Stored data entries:
[Start of section]
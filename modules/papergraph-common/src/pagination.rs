use serde::{Deserialize, Serialize};

pub const DEFAULT_LIMIT: i64 = 20;
pub const MAX_LIMIT: i64 = 100;

/// Limit/offset window used by the follow lists and feeds.
#[derive(Debug, Clone, Copy, PartialEq, Eq, Serialize, Deserialize)]
#[serde(from = "RawPage")]
pub struct Page {
    pub limit: i64,
    pub offset: i64,
}

impl Page {
    /// Limit is clamped to `1..=MAX_LIMIT`; negative offsets become 0.
    pub fn new(limit: i64, offset: i64) -> Self {
        Self {
            limit: limit.clamp(1, MAX_LIMIT),
            offset: offset.max(0),
        }
    }

    /// Apply this window to an already-ordered iterator.
    pub fn slice<T>(&self, items: impl IntoIterator<Item = T>) -> Vec<T> {
        items
            .into_iter()
            .skip(self.offset as usize)
            .take(self.limit as usize)
            .collect()
    }
}

impl Default for Page {
    fn default() -> Self {
        Self {
            limit: DEFAULT_LIMIT,
            offset: 0,
        }
    }
}

#[derive(Deserialize)]
struct RawPage {
    #[serde(default = "default_limit")]
    limit: i64,
    #[serde(default)]
    offset: i64,
}

impl From<RawPage> for Page {
    fn from(raw: RawPage) -> Self {
        Page::new(raw.limit, raw.offset)
    }
}

fn default_limit() -> i64 {
    DEFAULT_LIMIT
}

fn default_page() -> i64 {
    1
}

/// Page-numbered request used by the activity listing. Deserialized
/// values go through [`PageRequest::new`].
#[derive(Debug, Clone, Copy, PartialEq, Eq, Serialize, Deserialize)]
#[serde(from = "RawPageRequest")]
pub struct PageRequest {
    pub page: i64,
    pub page_size: i64,
}

#[derive(Deserialize)]
struct RawPageRequest {
    #[serde(default = "default_page")]
    page: i64,
    #[serde(default = "default_limit")]
    page_size: i64,
}

impl From<RawPageRequest> for PageRequest {
    fn from(raw: RawPageRequest) -> Self {
        PageRequest::new(raw.page, raw.page_size)
    }
}

impl PageRequest {
    /// Page is at least 1; page size is clamped to `1..=MAX_LIMIT`.
    pub fn new(page: i64, page_size: i64) -> Self {
        Self {
            page: page.max(1),
            page_size: page_size.clamp(1, MAX_LIMIT),
        }
    }

    /// Re-apply the bounds to a value built by hand.
    pub fn normalized(self) -> Self {
        Self::new(self.page, self.page_size)
    }

    pub fn as_page(&self) -> Page {
        Page {
            limit: self.page_size,
            offset: (self.page - 1) * self.page_size,
        }
    }
}

impl Default for PageRequest {
    fn default() -> Self {
        Self::new(1, DEFAULT_LIMIT)
    }
}

#[derive(Debug, Clone, Serialize, Deserialize)]
pub struct Paginated<T> {
    pub items: Vec<T>,
    pub page: i64,
    pub page_size: i64,
    pub total: i64,
    pub total_pages: i64,
}

impl<T> Paginated<T> {
    pub fn new(items: Vec<T>, request: PageRequest, total: i64) -> Self {
        let request = request.normalized();
        Self {
            items,
            page: request.page,
            page_size: request.page_size,
            total,
            total_pages: (total + request.page_size - 1) / request.page_size,
        }
    }
}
[End of section]
TRY IT: The lines above from the one with "fn from(raw: RawPageRequest)" through the one with "pub fn as_page(&self)" are to be duplicated exactly, ends included, with nothing added.

ANSWER AREA:
    fn from(raw: RawPageRequest) -> Self {
        PageRequest::new(raw.page, raw.page_size)
    }
}

impl PageRequest {
    /// Page is at least 1; page size is clamped to `1..=MAX_LIMIT`.
    pub fn new(page: i64, page_size: i64) -> Self {
        Self {
            page: page.max(1),
            page_size: page_size.clamp(1, MAX_LIMIT),
        }
    }

    /// Re-apply the bounds to a value built by hand.
    pub fn normalized(self) -> Self {
        Self::new(self.page, self.page_size)
    }

    pub fn as_page(&self) -> Page {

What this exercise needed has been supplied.